Reliable energy is an anchor of economic growth and personal opportunity. Yet, many Central American countries lack basic infrastructure, which contribute to systemic power shortages. Honduras, for example, where rolling blackouts are common, is ranked 153 out of 190 countries by the World Bank for ease of getting electricity. The dismal status owes largely to crony politics that prevent meaningful development.
One can imagine how difficult it is to run a business under such uncertainty. Coupled with rampant corruption, it’s difficult for citizens to create opportunity for themselves. The chance at the American Dream then quickly becomes worth the risk, no matter how much officials beef up the barriers, when there is little hope at home.
For the first time in generations, the United States is positioned with both the energy resources and the know-how to affect change in Central America. Domestic shale development has equipped the United States with vast oil and gas reserves. America is projected to become a net-energy exporter by 2020, the first time since the 1950s. That’s been a boon for our economy, and it’s reached a point that producers need more demand to keep prices at a sustainable level.

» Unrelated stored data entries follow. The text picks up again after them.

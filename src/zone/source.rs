use super::ResourceRecord;
use crate::dns::{DomainName, RecordType};
use crate::error::Result;

/// Backend identifier of a zone
pub type ZoneId = u32;

/// What a backend knows about a zone apex
#[derive(Debug, Clone, PartialEq, Eq)]
pub struct SoaData {
    pub zone: DomainName,
    pub zone_id: ZoneId,
    /// Default TTL (SOA minimum) of the zone
    pub default_ttl: u32,
    pub serial: u32,
}

/// Read access to a backend's zones and records
pub trait RecordSource {
    /// SOA data for `name` if `name` is the apex of a zone this source serves
    fn get_soa(&self, name: &DomainName) -> Result<Option<SoaData>>;

    /// Records at `name` in zone `zone_id`, all types when `rtype` is `None`
    fn lookup(
        &self,
        rtype: Option<RecordType>,
        name: &DomainName,
        zone_id: ZoneId,
    ) -> Result<Vec<ResourceRecord>>;

    /// Every record of a zone, in backend order
    fn list(&self, zone: &DomainName, zone_id: ZoneId) -> Result<Vec<ResourceRecord>>;
}

impl<S: RecordSource + ?Sized> RecordSource for &S {
    fn get_soa(&self, name: &DomainName) -> Result<Option<SoaData>> {
        (**self).get_soa(name)
    }

    fn lookup(
        &self,
        rtype: Option<RecordType>,
        name: &DomainName,
        zone_id: ZoneId,
    ) -> Result<Vec<ResourceRecord>> {
        (**self).lookup(rtype, name, zone_id)
    }

    fn list(&self, zone: &DomainName, zone_id: ZoneId) -> Result<Vec<ResourceRecord>> {
        (**self).list(zone, zone_id)
    }
}
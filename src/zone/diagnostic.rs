use crate::dns::DomainName;
use serde::Serialize;
use std::fmt;

#[derive(Debug, Clone, Copy, PartialEq, Eq, Hash, Serialize)]
pub enum Severity {
    /// The zone is broken; callers should treat the check as failed
    Error,
    /// The zone works but something looks wrong
    Warning,
}

impl fmt::Display for Severity {
    fn fmt(&self, f: &mut fmt::Formatter<'_>) -> fmt::Result {
        match self {
            Severity::Error => f.write_str("Error"),
            Severity::Warning => f.write_str("Warning"),
        }
    }
}

/// One finding of a zone check
#[derive(Debug, Clone, PartialEq, Eq, Serialize)]
pub struct Diagnostic {
    pub severity: Severity,
    pub message: String,
}

impl Diagnostic {
    pub fn error(message: impl Into<String>) -> Self {
        Self {
            severity: Severity::Error,
            message: message.into(),
        }
    }

    pub fn warning(message: impl Into<String>) -> Self {
        Self {
            severity: Severity::Warning,
            message: message.into(),
        }
    }

    pub fn is_error(&self) -> bool {
        self.severity == Severity::Error
    }
}

impl fmt::Display for Diagnostic {
    fn fmt(&self, f: &mut fmt::Formatter<'_>) -> fmt::Result {
        write!(f, "[{}] {}", self.severity, self.message)
    }
}

/// Result of checking one zone: the findings in the order they were raised
/// plus the number of records looked at
#[derive(Debug, Clone, PartialEq, Eq, Serialize)]
pub struct ZoneReport {
    pub zone: DomainName,
    pub diagnostics: Vec<Diagnostic>,
    pub record_count: u64,
}

impl ZoneReport {
    pub fn new(zone: DomainName) -> Self {
        Self {
            zone,
            diagnostics: Vec::new(),
            record_count: 0,
        }
    }

    pub fn push(&mut self, diagnostic: Diagnostic) {
        self.diagnostics.push(diagnostic);
    }

    pub fn errors(&self) -> impl Iterator<Item = &Diagnostic> {
        self.diagnostics.iter().filter(|d| d.severity == Severity::Error)
    }

    pub fn warnings(&self) -> impl Iterator<Item = &Diagnostic> {
        self.diagnostics.iter().filter(|d| d.severity == Severity::Warning)
    }

    pub fn error_count(&self) -> usize {
        self.errors().count()
    }

    pub fn warning_count(&self) -> usize {
        self.warnings().count()
    }

    /// Only errors fail a zone; warnings never do
    pub fn has_errors(&self) -> bool {
        self.diagnostics.iter().any(Diagnostic::is_error)
    }
}

impl fmt::Display for ZoneReport {
    /// One-line summary, e.g. `Checked 12 records of 'example.com.', 0 errors, 1 warnings.`
    fn fmt(&self, f: &mut fmt::Formatter<'_>) -> fmt::Result {
        write!(
            f,
            "Checked {} records of '{}', {} errors, {} warnings.",
            self.record_count,
            self.zone.to_fqdn(),
            self.error_count(),
            self.warning_count()
        )
    }
}

#[cfg(test)]
mod tests {
    use super::*;

    #[test]
    fn test_diagnostic_display() {
        assert_eq!(Diagnostic::error("broken").to_string(), "[Error] broken");
        assert_eq!(Diagnostic::warning("odd").to_string(), "[Warning] odd");
    }

    #[test]
    fn test_report_counts() {
        let mut report = ZoneReport::new(DomainName::parse("example.com").unwrap());
        report.record_count = 3;
        assert!(!report.has_errors());

        report.push(Diagnostic::warning("odd"));
        assert!(!report.has_errors());

        report.push(Diagnostic::error("broken"));
        report.push(Diagnostic::error("also broken"));
        assert!(report.has_errors());
        assert_eq!(report.error_count(), 2);
        assert_eq!(report.warning_count(), 1);
        assert_eq!(
            report.to_string(),
            "Checked 3 records of 'example.com.', 2 errors, 1 warnings."
        );
    }

    #[test]
    fn test_report_serialization() {
        let mut report = ZoneReport::new(DomainName::parse("example.com").unwrap());
        report.record_count = 2;
        report.push(Diagnostic::warning("odd"));

        let value = serde_json::to_value(&report).unwrap();
        assert_eq!(
            value,
            serde_json::json!({
                "zone": "example.com.",
                "diagnostics": [{"severity": "Warning", "message": "odd"}],
                "record_count": 2
            })
        );
    }
}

More and more, U.S. producers are finding that demand beyond our borders. Crude oil exports achieved a record high in 2018, and liquefied natural gas exports are expected to double this year. After years of investment, export facilities are beginning to come online, which move U.S. energy products to countries in need. That’s good not only here at home but also abroad. The demand helps support baseline prices for producers — which ensures wells keep running and consumer prices stay low — and it provides much-needed resources to our allies.
Unlike taxpayer-funded aid, this kind of energy deployment can be achieved without committing U.S. tax dollars. American companies share a financial incentive to extend a hand to developing countries, and their involvement creates a natural trade alliance to bolster relations. That’s an outcome that benefits all involved and can help mitigate the bureaucracy and delays that accompany most government deals.
What’s more, pipeline projects being developed by the private sector offer a proven and reliable solution to Central America’s infrastructure woes. Pipelines are the most effective and safest form to move energy products. They invest in communities with good-paying jobs, economic opportunity and long-term revenue — the kinds of things that improve the quality of life.
Lawmakers have a reason to open the doors to public-private partnerships that will help provide energy to Central American countries. While Washington has been busy haggling over border policy, competitors like China and Russia have been stepping into the markets in our backyard with a strong presence.
In recent years, China has provided $139 billion in loans to Venezuela (where the turmoil caused by a collapsing energy grid is evident), Brazil, Argentina and Ecuador. More and more, energy development in Central America is being financed by the Chinese, which is fast establishing the Red Dragon as the de facto commercial bank in the region. That’s a powerful stronghold that lends a lot of political influence.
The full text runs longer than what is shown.